▶ [THE TASK]:
How do the records below read from their first line through the line containing "pub enum Order"? Write those lines out exactly.
SOURCE DATA below:
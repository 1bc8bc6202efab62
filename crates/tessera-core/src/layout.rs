//! Shape, stride and offset arithmetic.
//!
//! A [`Layout`] is the `(offset, shape, stride)` triple that maps a
//! multi-index onto a position in a flat buffer:
//!
//! ```text
//! position(idx) = offset + Σ idx[d] * stride[d]
//! ```
//!
//! Every view transformation (permute, slice, range selection, reshape) is a
//! pure function from one layout to another. None of them touch the buffer.

use crate::error::{CoreError, Result};

/// Memory order of a freshly allocated contiguous buffer.
#[derive(Debug, Clone, Copy, PartialEq, Eq, Default)]
pub enum Order {
    /// Last index varies fastest (C order).
    #[default]
    RowMajor,
    /// First index varies fastest (Fortran order).
    ColumnMajor,
}

/// Order used by every constructor that does not take one explicitly.
pub const DEFAULT_ORDER: Order = Order::RowMajor;

/// Stride of a contiguous buffer with the given shape and order.
///
/// ```
/// # use tessera_core::layout::{default_stride, Order};
/// assert_eq!(default_stride(&[2, 3, 4], Order::RowMajor), vec![12, 4, 1]);
/// assert_eq!(default_stride(&[2, 3, 4], Order::ColumnMajor), vec![1, 2, 6]);
/// ```
pub fn default_stride(shape: &[usize], order: Order) -> Vec<usize> {
    let ndim = shape.len();
    let mut stride = vec![1usize; ndim];
    match order {
        Order::RowMajor => {
            for d in (0..ndim.saturating_sub(1)).rev() {
                stride[d] = stride[d + 1] * shape[d + 1];
            }
        }
        Order::ColumnMajor => {
            for d in 1..ndim {
                stride[d] = stride[d - 1] * shape[d - 1];
            }
        }
    }
    stride
}

/// `offset + Σ idx[d] * stride[d]`, with bounds checking against `shape`.
pub fn linear_offset(offset: usize, shape: &[usize], stride: &[usize], idx: &[usize]) -> Result<usize> {
    if idx.len() != shape.len() || idx.iter().zip(shape).any(|(&i, &n)| i >= n) {
        return Err(CoreError::IndexOutOfBounds {
            index: idx.to_vec(),
            shape: shape.to_vec(),
        });
    }
    Ok(offset + idx.iter().zip(stride).map(|(&i, &s)| i * s).sum::<usize>())
}

/// Whether `stride` matches the default stride of `shape` in `order`.
///
/// Dimensions of extent 1 are ignored since their stride is never used, and
/// an empty array is contiguous in every order.
pub fn is_contiguous_in(shape: &[usize], stride: &[usize], order: Order) -> bool {
    if shape.contains(&0) {
        return true;
    }
    default_stride(shape, order)
        .iter()
        .zip(stride)
        .zip(shape)
        .all(|((&expected, &actual), &n)| n == 1 || expected == actual)
}

/// Whether `stride` equals the default stride of `shape` for either order.
pub fn is_contiguous(shape: &[usize], stride: &[usize]) -> bool {
    is_contiguous_in(shape, stride, Order::RowMajor) || is_contiguous_in(shape, stride, Order::ColumnMajor)
}

/// The inverse of a permutation of `0..n`.
///
/// ```
/// # use tessera_core::layout::invert_permutation;
/// assert_eq!(invert_permutation(&[2, 0, 1]).unwrap(), vec![1, 2, 0]);
/// ```
pub fn invert_permutation(perm: &[usize]) -> Result<Vec<usize>> {
    validate_permutation(perm)?;
    let mut inverse = vec![0; perm.len()];
    for (i, &p) in perm.iter().enumerate() {
        inverse[p] = i;
    }
    Ok(inverse)
}

fn validate_permutation(perm: &[usize]) -> Result<()> {
    let mut seen = vec![false; perm.len()];
    for &p in perm {
        if p >= perm.len() {
            return Err(CoreError::AxisOutOfBounds {
                axis: p,
                ndim: perm.len(),
            });
        }
        if seen[p] {
            return Err(CoreError::InvalidArgument {
                reason: "duplicate axis in permutation",
            });
        }
        seen[p] = true;
    }
    Ok(())
}

/// Decompose a flat row-major ordinal into a multi-index for `shape`.
pub(crate) fn unravel_row_major(mut ordinal: usize, shape: &[usize]) -> Vec<usize> {
    let mut idx = vec![0; shape.len()];
    for d in (0..shape.len()).rev() {
        if shape[d] > 0 {
            idx[d] = ordinal % shape[d];
            ordinal /= shape[d];
        }
    }
    idx
}

// ======================================================================
// Layout
// ======================================================================

/// The `(offset, shape, stride)` triple of an array or view.
#[derive(Debug, Clone, PartialEq, Eq, Hash)]
pub struct Layout {
    offset: usize,
    shape: Vec<usize>,
    stride: Vec<usize>,
}

impl Layout {
    /// A layout from raw parts. Callers are responsible for checking it
    /// against a buffer with [`Layout::required_len`].
    pub fn new(offset: usize, shape: Vec<usize>, stride: Vec<usize>) -> Result<Self> {
        if shape.len() != stride.len() {
            return Err(CoreError::ShapeMismatch {
                expected: shape,
                got: stride,
            });
        }
        Ok(Self { offset, shape, stride })
    }

    /// A fresh contiguous layout at offset zero.
    pub fn contiguous(shape: Vec<usize>, order: Order) -> Self {
        let stride = default_stride(&shape, order);
        Self {
            offset: 0,
            shape,
            stride,
        }
    }

    #[inline]
    pub fn offset(&self) -> usize {
        self.offset
    }

    #[inline]
    pub fn shape(&self) -> &[usize] {
        &self.shape
    }

    #[inline]
    pub fn stride(&self) -> &[usize] {
        &self.stride
    }

    #[inline]
    pub fn ndim(&self) -> usize {
        self.shape.len()
    }

    /// Number of logical elements. A rank-0 layout holds one element.
    #[inline]
    pub fn size(&self) -> usize {
        self.shape.iter().product()
    }

    /// Smallest buffer length that holds every addressed position.
    pub fn required_len(&self) -> usize {
        if self.size() == 0 {
            return 0;
        }
        self.offset
            + self
                .shape
                .iter()
                .zip(&self.stride)
                .map(|(&n, &s)| (n - 1) * s)
                .sum::<usize>()
            + 1
    }

    /// Buffer position of a multi-index.
    #[inline]
    pub fn linear_offset(&self, idx: &[usize]) -> Result<usize> {
        linear_offset(self.offset, &self.shape, &self.stride, idx)
    }

    pub fn is_contiguous(&self) -> bool {
        is_contiguous(&self.shape, &self.stride)
    }

    pub fn is_contiguous_in(&self, order: Order) -> bool {
        is_contiguous_in(&self.shape, &self.stride, order)
    }

    fn check_axis(&self, dim: usize) -> Result<()> {
        if dim >= self.ndim() {
            return Err(CoreError::AxisOutOfBounds {
                axis: dim,
                ndim: self.ndim(),
            });
        }
        Ok(())
    }

    // ------------------------------------------------------------------
    // View transformations
    // ------------------------------------------------------------------

    /// Reorder dimensions: output dimension `i` is input dimension `perm[i]`.
    pub fn permute(&self, perm: &[usize]) -> Result<Self> {
        if perm.len() != self.ndim() {
            return Err(CoreError::InvalidArgument {
                reason: "permutation length must match rank",
            });
        }
        validate_permutation(perm)?;
        Ok(Self {
            offset: self.offset,
            shape: perm.iter().map(|&p| self.shape[p]).collect(),
            stride: perm.iter().map(|&p| self.stride[p]).collect(),
        })
    }

    /// Reverse all dimensions.
    pub fn transpose(&self) -> Self {
        Self {
            offset: self.offset,
            shape: self.shape.iter().rev().copied().collect(),
            stride: self.stride.iter().rev().copied().collect(),
        }
    }

    /// Fix `dim` at `index`, removing that dimension.
    pub fn slice_dim(&self, dim: usize, index: usize) -> Result<Self> {
        self.check_axis(dim)?;
        if index >= self.shape[dim] {
            return Err(CoreError::IndexOutOfBounds {
                index: vec![index],
                shape: self.shape.clone(),
            });
        }
        let mut shape = self.shape.clone();
        let mut stride = self.stride.clone();
        shape.remove(dim);
        let step = stride.remove(dim);
        Ok(Self {
            offset: self.offset + index * step,
            shape,
            stride,
        })
    }

    /// Keep `length` positions of `dim` starting at `start`, `step` apart.
    pub fn select_range(&self, dim: usize, start: usize, length: usize, step: usize) -> Result<Self> {
        self.check_axis(dim)?;
        if step == 0 {
            return Err(CoreError::InvalidArgument {
                reason: "range step must be > 0",
            });
        }
        let extent = self.shape[dim];
        let in_bounds = if length == 0 {
            start <= extent
        } else {
            start + (length - 1) * step < extent
        };
        if !in_bounds {
            return Err(CoreError::IndexOutOfBounds {
                index: vec![start + length.saturating_sub(1) * step],
                shape: self.shape.clone(),
            });
        }
        let mut out = self.clone();
        out.offset += start * self.stride[dim];
        out.shape[dim] = length;
        out.stride[dim] *= step;
        Ok(out)
    }

    /// Reinterpret the elements, taken in `order`, with a new shape.
    ///
    /// Succeeds without copying only when the layout is contiguous in
    /// `order`; otherwise returns [`CoreError::IllegalReshape`] and leaves the
    /// decision to copy to the caller.
    pub fn reshape(&self, new_shape: &[usize], order: Order) -> Result<Self> {
        let new_size: usize = new_shape.iter().product();
        if new_size != self.size() {
            return Err(CoreError::ShapeMismatch {
                expected: self.shape.clone(),
                got: new_shape.to_vec(),
            });
        }
        if !self.is_contiguous_in(order) {
            return Err(CoreError::IllegalReshape {
                shape: self.shape.clone(),
                stride: self.stride.clone(),
                target: new_shape.to_vec(),
            });
        }
        Ok(Self {
            offset: self.offset,
            shape: new_shape.to_vec(),
            stride: default_stride(new_shape, order),
        })
    }

    /// Stretch to `target` by giving broadcast dimensions a zero stride.
    ///
    /// Shapes are aligned from the trailing dimension; a source extent of 1
    /// (or a missing leading dimension) broadcasts to any target extent.
    pub fn broadcast_to(&self, target: &[usize]) -> Result<Self> {
        let mismatch = || CoreError::ShapeMismatch {
            expected: target.to_vec(),
            got: self.shape.clone(),
        };
        if target.len() < self.ndim() {
            return Err(mismatch());
        }
        let lead = target.len() - self.ndim();
        let mut stride = vec![0; target.len()];
        for (d, &t) in target.iter().enumerate().skip(lead) {
            let n = self.shape[d - lead];
            if n == t {
                stride[d] = self.stride[d - lead];
            } else if n != 1 {
                return Err(mismatch());
            }
        }
        Ok(Self {
            offset: self.offset,
            shape: target.to_vec(),
            stride,
        })
    }

    /// The main diagonal of a 2-D layout.
    pub fn diagonal(&self) -> Result<Self> {
        if self.ndim() != 2 {
            return Err(CoreError::InvalidArgument {
                reason: "diagonal requires a 2-D array",
            });
        }
        Ok(Self {
            offset: self.offset,
            shape: vec![self.shape[0].min(self.shape[1])],
            stride: vec![self.stride[0] + self.stride[1]],
        })
    }

    /// Buffer positions of every element in row-major logical order.
    pub fn positions(&self) -> Positions<'_> {
        Positions {
            layout: self,
            index: vec![0; self.ndim()],
            remaining: self.size(),
        }
    }
}

/// Iterator over buffer positions, last dimension fastest.
#[derive(Debug, Clone)]
pub struct Positions<'a> {
    layout: &'a Layout,
    index: Vec<usize>,
    remaining: usize,
}

impl Iterator for Positions<'_> {
    type Item = usize;

    fn next(&mut self) -> Option<usize> {
        if self.remaining == 0 {
            return None;
        }
        self.remaining -= 1;
        let pos = self.layout.offset
            + self
                .index
                .iter()
                .zip(&self.layout.stride)
                .map(|(&i, &s)| i * s)
                .sum::<usize>();

        // Advance the odometer
        for d in (0..self.index.len()).rev() {
            self.index[d] += 1;
            if self.index[d] < self.layout.shape[d] {
                break;
            }
            self.index[d] = 0;
        }
        Some(pos)
    }

    fn size_hint(&self) -> (usize, Option<usize>) {
        (self.remaining, Some(self.remaining))
    }
}

impl ExactSizeIterator for Positions<'_> {}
End of SOURCE DATA.
▶ [TASK RESPONSE]:
repository 1bc8bc6202efab62
filename crates/tessera-core/src/layout.rs
//! Shape, stride and offset arithmetic.
//!
//! A [`Layout`] is the `(offset, shape, stride)` triple that maps a
//! multi-index onto a position in a flat buffer:
//!
//! ```text
//! position(idx) = offset + Σ idx[d] * stride[d]
//! ```
//!
//! Every view transformation (permute, slice, range selection, reshape) is a
//! pure function from one layout to another. None of them touch the buffer.

use crate::error::{CoreError, Result};

/// Memory order of a freshly allocated contiguous buffer.
#[derive(Debug, Clone, Copy, PartialEq, Eq, Default)]
pub enum Order {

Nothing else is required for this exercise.